Some ran by plane and some by boat, just for the halibut, but nearly 300 runners showed up for the Only Fools Run at Night race late Friday night to help raise money the Alaska office of the Muscular Dystrophy Association.
A group of four runners -- Erica Sjoroos, Holly Bierkortte, Kristen Murphy and Scott Schaub -- showed up to fly the one-mile walking course, linked in costume as a plane with rotating propellor.
A group of five U.S. Coast Guard workers -- Mary Ann Gosling (bait), Chris Grisafe (halibut), Rick Sharpe (fisherman) and cardboard boat carriers Stacie Fain (bow) and Lynnette McNutt (stern) -- ran the five-kilometer course linked as a fishing expedition.
Other individuals and groups ran with wigs, court jester hats, umbrella hats, cocktail dresses and more, having foolish fun while raising money to help the Alaska office of MDA fight 40 types of neuromuscular diseases and help Alaskans stricken with the diseases.
"This is the ultimate costume for Juneau," said local resident Nina Carlson, who wore a grass skirt and hat of palm fronds as she ran with friend Tracy Valentine of Leavenworth, Wash., who was a court jester. "If it's raining, this is an umbrella. If it's sunny, it's shade. We were running companions 25 years ago, and we flew her (Valentine) up here for the race so we could be together again."
"I had a hat, and you had to start with that," said Kathy Kartchner, who teamed up with John Garrard and his son Jacko Garrard as 'The Wizard of Did,' which featured the two adults running in purple wizard outfits while pushing Jacko in a cart.
The 19th annual version of the race started two hours earlier than normal, with a 10 p.m. start Friday night instead of midnight so more families with children might participate.
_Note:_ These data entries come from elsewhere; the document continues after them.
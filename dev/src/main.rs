use emoji_tally::{rank_label, EmojiTally, Error, QueryResult};
use log::{error, info};
use std::fs::File;
use std::io::BufReader;

/// Prints every leaderboard stored in an index snapshot.
fn main() {
    env_logger::init();

    let Some(snapshot_path) = std::env::args().nth(1) else {
        error!("Usage: dev <snapshot.csv.gz>");
        std::process::exit(1);
    };

    let mut tally = EmojiTally::new();

    let restored = File::open(&snapshot_path)
        .map_err(Error::from)
        .and_then(|file| tally.restore_snapshot(BufReader::new(file)));

    if let Err(e) = restored {
        error!("Failed to load {}: {}", snapshot_path, e);
        std::process::exit(1);
    }

    let keys = tally.index().keys();
    info!("{} leaderboards in {}", keys.len(), snapshot_path);

    for (group_id, symbol, period) in keys {
        let ranking = tally.query_ranking(
            &group_id,
            &symbol,
            Some(period.month()),
            Some(period.year()),
        );

        if let QueryResult::Found(ranking) = ranking {
            println!("{} {} {}", group_id, symbol, period);

            for entry in ranking.breakdown {
                println!(
                    "  {} {}: {}",
                    rank_label(entry.rank),
                    entry.user_id,
                    entry.count
                );
            }
        }
    }

    println!("{} groups", tally.snapshot_status().total_groups);
}
use crate::types::OccurrenceCount;

/// Counts the non-overlapping, literal occurrences of `symbol` within `text`.
///
/// Matching is performed left to right on the raw text; it is not grapheme aware, so a
/// symbol which is a substring of a longer sequence still matches inside it.
///
/// # Example
/// ```ignore
/// assert_eq!(count_substring_occurrences("😀😀x😀", "😀"), 3);
/// assert_eq!(count_substring_occurrences("aaaa", "aa"), 2);
/// ```
pub fn count_substring_occurrences(text: &str, symbol: &str) -> OccurrenceCount {
    // `str::matches` yields a match between every char for an empty pattern
    if symbol.is_empty() {
        return 0;
    }

    text.matches(symbol).count()
}

#[cfg(test)]
mod tests {
    use super::*;

    #[test]
    fn test_counts_repeated_emoji() {
        assert_eq!(count_substring_occurrences("😀😀x😀", "😀"), 3);
    }

    #[test]
    fn test_counts_non_overlapping() {
        assert_eq!(count_substring_occurrences("aaaa", "aa"), 2);
        assert_eq!(count_substring_occurrences("aaa", "aa"), 1);
    }

    #[test]
    fn test_empty_symbol_never_matches() {
        assert_eq!(count_substring_occurrences("anything", ""), 0);
    }

    #[test]
    fn test_regex_metacharacters_are_literal() {
        assert_eq!(count_substring_occurrences("a.b a*b", "."), 1);
        assert_eq!(count_substring_occurrences("(+)(+)", "(+)"), 2);
    }

    #[test]
    fn test_multi_codepoint_sequence() {
        let family = "👨\u{200d}👩\u{200d}👧";
        let text = format!("{} and {}", family, family);

        assert_eq!(count_substring_occurrences(&text, family), 2);
        // Component emoji still match inside the joined sequence
        assert_eq!(count_substring_occurrences(&text, "👩"), 2);
    }
}
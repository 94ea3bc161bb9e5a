use foundation::Time;
use geometry::{GeometryKind, Tile};
use render::{LayerId, RecordingRenderer, RenderCommand, RenderLog};
use runtime::Frame;
use serde::Serialize;
use stage::{FrameReport, Stage, Viewer};
use streaming::{MemoryTextureFactory, SyntheticSource};
use view::ViewKind;

use crate::scene::{Action, ConfigError, Scene, ScriptStep};

/// One line of `pano simulate` output.
#[derive(Debug, Clone, PartialEq, Serialize)]
pub struct FrameLine {
    pub frame: u64,
    pub time: f64,
    /// Whether the stage drew anything this frame.
    pub rendered: bool,
    pub draw_calls: usize,
    #[serde(skip_serializing_if = "Option::is_none")]
    pub report: Option<FrameReport>,
}

/// A scene running headless against recording renderers.
pub struct Simulation {
    viewer: Viewer,
    layer: LayerId,
    log: RenderLog,
    script: Vec<ScriptStep>,
    next_step: usize,
}

impl Simulation {
    pub fn new(scene: &Scene) -> Result<Self, ConfigError> {
        let log = RenderLog::default();
        let mut stage = Stage::new(scene.stage);
        for (g, v) in [
            (GeometryKind::Cube, ViewKind::Rectilinear),
            (GeometryKind::Equirect, ViewKind::Rectilinear),
            (GeometryKind::Flat, ViewKind::Flat),
        ] {
            let log = log.clone();
            stage.register_renderer(g, v, move || Box::new(RecordingRenderer::new(log.clone())));
        }

        let mut source = SyntheticSource::new(
            scene.source.tile_width,
            scene.source.tile_height,
            scene.source.delay_frames,
        );
        if let Some(z) = scene.source.failing_level {
            source = source.with_failing_level(z);
        }
        let layer = stage.create_layer(
            scene.geometry.build()?,
            scene.build_view(),
            Box::new(source),
            Box::new(MemoryTextureFactory::new()),
            scene.layer,
        )?;

        let mut viewer = if scene.default_controls {
            Viewer::with_default_controls(stage)?
        } else {
            Viewer::new(stage)
        };
        let [width, height] = scene.size;
        viewer.set_size(width, height)?;

        let mut script = scene.script.clone();
        script.sort_by(|a, b| a.at.total_cmp(&b.at));
        Ok(Self {
            viewer,
            layer,
            log,
            script,
            next_step: 0,
        })
    }

    pub fn viewer(&self) -> &Viewer {
        &self.viewer
    }

    /// Tiles the initial view needs, before anything has loaded.
    pub fn initial_tiles(&mut self) -> Vec<Tile> {
        let report = self.viewer.stage_mut().render(Time::ZERO);
        self.log.take();
        report
            .layers
            .into_iter()
            .find(|l| l.layer == self.layer)
            .map(|l| l.visible)
            .unwrap_or_default()
    }

    /// Applies the script steps that are due, then ticks the viewer.
    pub fn step(&mut self, frame: Frame) -> Result<FrameLine, ConfigError> {
        while let Some(step) = self.script.get(self.next_step) {
            if step.at > frame.time.seconds() {
                break;
            }
            tracing::debug!(at = step.at, action = ?step.action, "script step");
            match &step.action {
                Action::Input(input) => self.viewer.handle_input(input, frame.time),
                Action::LookTo { target, duration } => {
                    self.viewer.look_to(self.layer, *target, *duration)?
                }
                Action::Resize { width, height } => self.viewer.set_size(*width, *height)?,
            }
            self.next_step += 1;
        }

        let report = self.viewer.tick(frame.time);
        let draw_calls = self
            .log
            .take()
            .iter()
            .filter(|c| matches!(c, RenderCommand::RenderTile { .. }))
            .count();
        Ok(FrameLine {
            frame: frame.index,
            time: frame.time.seconds(),
            rendered: report.is_some(),
            draw_calls,
            report,
        })
    }

    /// Runs `frames` fixed steps of `dt_s` seconds.
    pub fn run(&mut self, frames: u64, dt_s: f64) -> Result<Vec<FrameLine>, ConfigError> {
        Frame::sequence(dt_s)
            .take(usize::try_from(frames).unwrap_or(usize::MAX))
            .map(|frame| self.step(frame))
            .collect()
    }
}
While the race had its serious side, many of the adults were like children with their costumes.
"We needed some bonding," said Gosling, a frequent racer who was credited by her group as being the instigator behind the fishing expedition costume. "We all work together at the Coast Guard, so I was like, 'Let's go race.' It's a way to get them out doing something."
The fun run featured a five-kilometer course that went from Willoughby Avenue up Capitol Avenue and around Behrends Avenue to Glacier Avenue a bit beyond Juneau-Douglas High School. After the runners turned around, they returned to Centennial Hall by way of Glacier Avenue and Willoughby Avenue. The modified course added a couple of hills, but still proved to be faster than last year's run.
Jesse Stringer, who will be a senior at Juneau-Douglas High School this fall, ran with Shawn Miller and Dave Pusich for most of the race, but pulled away near J.J.'s Deli to win the race in a time of 16 minutes, 28 seconds. Miller took second place in 16:36 and Pusich was third in 16:37, a full minute ahead of his winning time last year. Thomas Casey took fourth place in 17:55 and Guy Thibodeau was fifth in 17:59.
"I pulled away on a slight downhill just before J.J.'s," said Stringer, who took second to Pusich last year. "I got to where I couldn't hear them anymore and I felt safe. It wasn't that intense. It was just the three of us."
Miller just finished his sophomore year running for Western Washington University's track and cross-country running teams, but he said he's still building up his mileage base and wasn't running seriously Friday.
"He (Stringer) knew the course a little better than I did," Miller said. "I thought we had an extra kilometer to go. I think I can keep pace with Jesse, but I need to wait four months. If I have my best races now I'm in trouble. I'm still increasing my mileages."
"We ran most of the race together," said Pusich, who took time off from organizing the Rainball Invitational softball tournament this weekend to participate in the race. "Jesse pulled ahead, probably about the Federal Building. He's a few steps faster than me, and youth prevailed in our sprint (with Miller). I was working pretty hard, but it was fun."
The women's race was won by Sarah Rebick of Northfield, Mass., who posted a time of 19:07 to beat Juneau's Erin Mitchell by 25 seconds. Molly Krehlik of Juneau took third place in 20:08, followed by Brandy Weston in 20:36 and Karen Nanseth in 20:42.
Rebick, a high school coach in her hometown, just arrived in Juneau on Tuesday to attend the Bread Loaf School of English held at the University of Alaska Southeast (in conjunction with Middlebury College of Vermont). She said her last race was the Boston Marathon in April.
"I had no idea how it would go," Rebick said. "I just came out here to get the lay of the land."
"It was fun, I liked it a lot better (being early)," Mitchell said. "There were a lot more kids and you could see a lot more of the high school kids working hard. It's so cute with the costumes."
Complete results will run later in the week.